Two levels of understanding "origin"
Buddhism approaches the question of origins from two distinct but related perspectives, each serving different purposes in understanding existence.
Experiential level
At this level, "origin" refers to how individuals experience the cycle of suffering and attachment. The focus is on the twelve links of dependent origination, which trace the process from ignorance through formations, consciousness, and so on, leading to ageing and death. Understanding and breaking this cycle is the key to ending the experience of suffering, which connects to teachings found in texts like the Loka Sutta.
Cosmological level
Buddhism also preserves detailed descriptions of how world-systems undergo cycles of expansion and contraction. However, these cosmological cycles are understood to have no absolute beginning - they represent patterns of cosmic change rather than acts of creation.
Buddhist cosmology
Buddhist cosmology presents a complex picture of multiple world-systems and planes of existence, all operating within endless cycles of expansion and dissolution.
World-systems (cakkavāla)
The universe contains countless world-systems, each structured around a central Mount Meru (Sineru) and surrounded by various continents arranged in symbolic geographical patterns.
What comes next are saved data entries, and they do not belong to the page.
//! Tri-state outcome of the most recent fetch.

use std::fmt;

#[derive(Debug, Clone, Copy, PartialEq, Eq, Default)]
pub enum Status {
    Success,
    Fail,
    /// No URL entered.
    #[default]
    Empty,
}

impl Status {
    /// Text shown in the status label.
    pub fn label(self) -> &'static str {
        match self {
            Status::Success => "Success",
            Status::Fail => "Fail",
            Status::Empty => "",
        }
    }
}

impl fmt::Display for Status {
    fn fmt(&self, f: &mut fmt::Formatter<'_>) -> fmt::Result {
        f.write_str(self.label())
    }
}

#[cfg(test)]
mod tests {
    use super::*;

    #[test]
    fn labels_are_exhaustive() {
        assert_eq!(Status::Success.to_string(), "Success");
        assert_eq!(Status::Fail.to_string(), "Fail");
        assert_eq!(Status::Empty.to_string(), "");
        assert_eq!(Status::default(), Status::Empty);
    }
}
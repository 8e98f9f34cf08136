//! Event plumbing.
//!
//! Terminal input is wrapped into [`AppEvent`] by a background task, and the
//! fetch controller's published state is forwarded as [`ViewChange`]
//! messages.  Both arrive over channels so the main loop stays non-blocking.

use std::time::Duration;

use crossterm::event::{self, Event as CtEvent, KeyEvent, KeyEventKind, MouseEvent};
use tokio::sync::mpsc;

use crate::core::{
    fetch::FetchController, observable::SubscriptionId, schema::ViewDocument, status::Status,
};

/// High-level terminal events consumed by the application.
#[derive(Debug)]
pub enum AppEvent {
    Key(KeyEvent),
    Mouse(MouseEvent),
    Paste(String),
    Resize,
    Tick,
}

/// Spawns a background task that polls the terminal for events and sends them
/// through the returned channel.
pub fn spawn_event_reader(tick_rate: Duration) -> mpsc::UnboundedReceiver<AppEvent> {
    let (tx, rx) = mpsc::unbounded_channel();

    tokio::spawn(async move {
        loop {
            // Poll with the tick rate so the fetch spinner keeps moving.
            let has_event = event::poll(tick_rate).unwrap_or(false);
            let app_event = if has_event {
                match event::read() {
                    Ok(CtEvent::Key(k)) if k.kind != KeyEventKind::Release => AppEvent::Key(k),
                    Ok(CtEvent::Mouse(m)) => AppEvent::Mouse(m),
                    Ok(CtEvent::Paste(text)) => AppEvent::Paste(text),
                    Ok(CtEvent::Resize(..)) => AppEvent::Resize,
                    _ => continue,
                }
            } else {
                AppEvent::Tick
            };
            if tx.send(app_event).is_err() {
                break; // receiver dropped
            }
        }
    });

    rx
}

/// A published-state change from the fetch controller.
#[derive(Debug, Clone)]
pub enum ViewChange {
    Document(ViewDocument),
    Status(Status),
}

/// The two subscriptions behind a [`bind_controller`] channel.
#[derive(Debug)]
pub struct ControllerBinding {
    document: SubscriptionId,
    status: SubscriptionId,
}

impl ControllerBinding {
    /// Drop both subscriptions.  Once they are gone the channel closes.
    pub fn release(self, controller: &mut FetchController) {
        controller.unsubscribe_document(self.document);
        controller.unsubscribe_status(self.status);
    }
}

/// Subscribe to the controller's document and status, forwarding every
/// change into the returned channel.  The current values are delivered
/// first.
pub fn bind_controller(
    controller: &mut FetchController,
) -> (ControllerBinding, mpsc::UnboundedReceiver<ViewChange>) {
    let (tx, rx) = mpsc::unbounded_channel();

    let doc_tx = tx.clone();
    let document = controller.subscribe_document(move |doc| {
        let _ = doc_tx.send(ViewChange::Document(doc.clone()));
    });
    let status = controller.subscribe_status(move |status| {
        let _ = tx.send(ViewChange::Status(*status));
    });

    (ControllerBinding { document, status }, rx)
}
use async_trait::async_trait;
use std::collections::BTreeMap;
use tokio::sync::RwLock;
use uuid::Uuid;

use super::models::*;
use super::store::{BalanceSource, LedgerStore, UsageEventSource};
use crate::error::{AppError, AppResult};

/// In-memory stand-in for the Postgres repository
pub struct MemoryLedger {
    events: RwLock<BTreeMap<i64, UsageEvent>>,
    entries: RwLock<Vec<LedgerEntry>>,
    users: RwLock<BTreeMap<String, i64>>,
    fail_reads: RwLock<bool>,
    fail_writes: RwLock<bool>,
    fetch_calls: RwLock<usize>,
}

impl MemoryLedger {
    pub fn new() -> Self {
        Self {
            events: RwLock::new(BTreeMap::new()),
            entries: RwLock::new(Vec::new()),
            users: RwLock::new(BTreeMap::new()),
            fail_reads: RwLock::new(false),
            fail_writes: RwLock::new(false),
            fetch_calls: RwLock::new(0),
        }
    }

    pub async fn add_event(&self, event: UsageEvent) {
        self.events.write().await.insert(event.id, event);
    }

    pub async fn set_balance(&self, user_id: &str, balance: i64) {
        self.users.write().await.insert(user_id.to_string(), balance);
    }

    /// Append an entry the way the live credit paths do (no migration marker).
    pub async fn add_live_entry(&self, user_id: &str, delta: i64) {
        self.add_entry_with_metadata(user_id, delta, serde_json::json!({})).await;
    }

    /// Append an entry whose migration marker, if any, lives only in metadata.
    pub async fn add_entry_with_metadata(&self, user_id: &str, delta: i64, metadata: serde_json::Value) {
        self.entries.write().await.push(LedgerEntry {
            id: Uuid::new_v4(),
            user_id: user_id.to_string(),
            delta,
            balance_after: 0,
            reason: LedgerReason::Job,
            source_type: LedgerSourceType::Job,
            source_id: None,
            provider: "flux".to_string(),
            model: None,
            metadata,
            migrated_from_usage_event_id: None,
            created_at: chrono::Utc::now(),
        });
    }

    pub async fn entries(&self) -> Vec<LedgerEntry> {
        self.entries.read().await.clone()
    }

    pub async fn fail_reads(&self, fail: bool) {
        *self.fail_reads.write().await = fail;
    }

    pub async fn fail_writes(&self, fail: bool) {
        *self.fail_writes.write().await = fail;
    }

    pub async fn fetch_calls(&self) -> usize {
        *self.fetch_calls.read().await
    }
}

/// Marker as Postgres' `metadata->>'migratedFromUsageEventId'` would render it.
fn metadata_marker(metadata: &serde_json::Value) -> Option<String> {
    match metadata.get("migratedFromUsageEventId")? {
        serde_json::Value::Null => None,
        serde_json::Value::String(s) => Some(s.clone()),
        other => Some(other.to_string()),
    }
}

#[async_trait]
impl UsageEventSource for MemoryLedger {
    async fn fetch_after(&self, after_id: i64, limit: i64) -> AppResult<Vec<UsageEvent>> {
        *self.fetch_calls.write().await += 1;
        if *self.fail_reads.read().await {
            return Err(AppError::Database(sqlx::Error::PoolTimedOut));
        }

        let events = self.events.read().await;
        Ok(events
            .range(after_id + 1..)
            .take(limit as usize)
            .map(|(_, e)| e.clone())
            .collect())
    }
}

#[async_trait]
impl LedgerStore for MemoryLedger {
    async fn find_migrated(&self, user_id: &str, usage_event_id: i64) -> AppResult<Option<Uuid>> {
        let entries = self.entries.read().await;
        Ok(entries
            .iter()
            .find(|e| {
                e.user_id == user_id
                    && (e.migrated_from_usage_event_id == Some(usage_event_id)
                        || metadata_marker(&e.metadata) == Some(usage_event_id.to_string()))
            })
            .map(|e| e.id))
    }

    async fn insert_if_absent(&self, entry: NewLedgerEntry) -> AppResult<Option<LedgerEntry>> {
        if *self.fail_writes.read().await {
            return Err(AppError::Database(sqlx::Error::PoolTimedOut));
        }

        let mut entries = self.entries.write().await;
        let exists = entries.iter().any(|e| {
            e.user_id == entry.user_id
                && e.migrated_from_usage_event_id == Some(entry.migrated_from_usage_event_id)
        });
        if exists {
            return Ok(None);
        }

        let inserted = LedgerEntry {
            id: Uuid::new_v4(),
            user_id: entry.user_id,
            delta: entry.delta,
            balance_after: entry.balance_after,
            reason: entry.reason,
            source_type: entry.source_type,
            source_id: entry.source_id,
            provider: entry.provider,
            model: entry.model,
            metadata: entry.metadata,
            migrated_from_usage_event_id: Some(entry.migrated_from_usage_event_id),
            created_at: entry.created_at,
        };
        entries.push(inserted.clone());
        Ok(Some(inserted))
    }

    async fn sum_deltas(&self, user_id: &str) -> AppResult<i64> {
        if *self.fail_reads.read().await {
            return Err(AppError::Database(sqlx::Error::PoolTimedOut));
        }

        let entries = self.entries.read().await;
        Ok(entries
            .iter()
            .filter(|e| e.user_id == user_id)
            .map(|e| e.delta)
            .sum())
    }
}

#[async_trait]
impl BalanceSource for MemoryLedger {
    async fn users_after(&self, after_user_id: &str, limit: i64) -> AppResult<Vec<UserBalance>> {
        let users = self.users.read().await;
        Ok(users
            .iter()
            .filter(|(id, _)| id.as_str() > after_user_id)
            .take(limit as usize)
            .map(|(id, balance)| UserBalance {
                user_id: id.clone(),
                balance: *balance,
            })
            .collect())
    }
}
use chrono::{DateTime, Utc};
use rust_decimal::prelude::ToPrimitive;
use rust_decimal::Decimal;
use serde::{Deserialize, Serialize};
use sqlx::{prelude::FromRow, Type};
use std::fmt;
use uuid::Uuid;

use crate::error::ConversionError;

/// Why a ledger entry moved the balance
#[derive(Debug, Clone, Copy, PartialEq, Eq, Hash, Serialize, Deserialize, Type)]
#[sqlx(type_name = "ledger_reason", rename_all = "UPPERCASE")]
#[serde(rename_all = "UPPERCASE")]
pub enum LedgerReason {
    Payment,
    Refund,
    Job,
}

impl fmt::Display for LedgerReason {
    fn fmt(&self, f: &mut fmt::Formatter<'_>) -> fmt::Result {
        let s = match self {
            LedgerReason::Payment => "PAYMENT",
            LedgerReason::Refund => "REFUND",
            LedgerReason::Job => "JOB",
        };
        write!(f, "{}", s)
    }
}

/// What kind of record a ledger entry is attributed to
#[derive(Debug, Clone, Copy, PartialEq, Eq, Hash, Serialize, Deserialize, Type)]
#[sqlx(type_name = "ledger_source_type", rename_all = "UPPERCASE")]
#[serde(rename_all = "UPPERCASE")]
pub enum LedgerSourceType {
    Payment,
    System,
    Job,
}

impl fmt::Display for LedgerSourceType {
    fn fmt(&self, f: &mut fmt::Formatter<'_>) -> fmt::Result {
        let s = match self {
            LedgerSourceType::Payment => "PAYMENT",
            LedgerSourceType::System => "SYSTEM",
            LedgerSourceType::Job => "JOB",
        };
        write!(f, "{}", s)
    }
}

/// Legacy usage event - immutable pre-ledger record of a balance change.
///
/// `cost` is a positive magnitude for debits; credits were stored as
/// negative costs.
#[derive(Debug, Clone, Serialize, Deserialize, FromRow)]
pub struct UsageEvent {
    pub id: i64,
    pub user_id: String,
    pub provider: String,
    pub model: Option<String>,
    #[serde(with = "rust_decimal::serde::float")]
    pub cost: Decimal,
    pub balance_after: i64,
    pub metadata: serde_json::Value,
    pub created_at: DateTime<Utc>,
}

impl UsageEvent {
    /// Signed ledger delta for this event (positive = credit).
    pub fn ledger_delta(&self) -> Result<i64, ConversionError> {
        if !self.cost.fract().is_zero() {
            return Err(ConversionError::FractionalCost {
                event_id: self.id,
                cost: self.cost.to_string(),
            });
        }

        self.cost
            .to_i64()
            .and_then(i64::checked_neg)
            .ok_or_else(|| ConversionError::DeltaOverflow {
                event_id: self.id,
                cost: self.cost.to_string(),
            })
    }
}

/// Ledger entry entity - append-only signed balance change
#[derive(Debug, Clone, Serialize, Deserialize, FromRow)]
pub struct LedgerEntry {
    pub id: Uuid,
    pub user_id: String,
    pub delta: i64,
    pub balance_after: i64,
    pub reason: LedgerReason,
    pub source_type: LedgerSourceType,
    pub source_id: Option<String>,
    pub provider: String,
    pub model: Option<String>,
    pub metadata: serde_json::Value,
    pub migrated_from_usage_event_id: Option<i64>,
    pub created_at: DateTime<Utc>,
}

/// Insert request for a ledger entry derived from a usage event
#[derive(Debug, Clone)]
pub struct NewLedgerEntry {
    pub user_id: String,
    pub delta: i64,
    pub balance_after: i64,
    pub reason: LedgerReason,
    pub source_type: LedgerSourceType,
    pub source_id: Option<String>,
    pub provider: String,
    pub model: Option<String>,
    pub metadata: serde_json::Value,
    pub migrated_from_usage_event_id: i64,
    pub created_at: DateTime<Utc>,
}

/// Cached balance for a user, owned by the live application
#[derive(Debug, Clone, PartialEq, Eq, Serialize, Deserialize, FromRow)]
pub struct UserBalance {
    pub user_id: String,
    pub balance: i64,
}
Thirty-one planes of existence (loka)
These world-systems contain different levels of existence:
- Kāma-loka (sense-desire realm): includes hells, animal realms, ghost realms, the human realm, and lower heavenly realms
- Rūpa-loka (form realm): meditative heavenly states corresponding to specific jhāna attainments
- Arūpa-loka (formless realm): the highest meditative states corresponding to formless mental attainments
Cosmic cycles (aeons)
World-systems undergo vast cycles called kalpas or mahākappas, involving four phases:
- Dissolution: worlds disintegrate through fire, water, or wind
- Stasis after dissolution: a period of emptiness
- Re-evolution/expansion: worlds reform and develop
- Stasis after re-evolution: a period of stability
The Aggañña Sutta narrative
This important text from the Dīgha Nikāya describes how a new world cycle unfolds. After dissolution, luminous mind-made beings appear in the reforming world. As coarse matter develops, these beings become physical, lose their luminosity, and eventually develop social structures. However, this text serves as a critique of caste systems and illustrates moral causation rather than providing a literal creation account.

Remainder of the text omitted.